┌─ Input

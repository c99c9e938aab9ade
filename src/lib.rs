pub mod error;
pub mod experiment;
pub mod generators;
pub mod logging;
pub mod maze;
pub mod solvers;

pub use error::{MazeError, Result};
pub use maze::{Grid, Position};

└─

▸ Activity: Every entry should be restated word for word.

▸ Solution:
repository c99c9e938aab9ade
filename src/lib.rs
pub mod error;
pub mod experiment;
pub mod generators;
pub mod logging;
pub mod maze;
pub mod solvers;

pub use error::{MazeError, Result};
pub use maze::{Grid, Position};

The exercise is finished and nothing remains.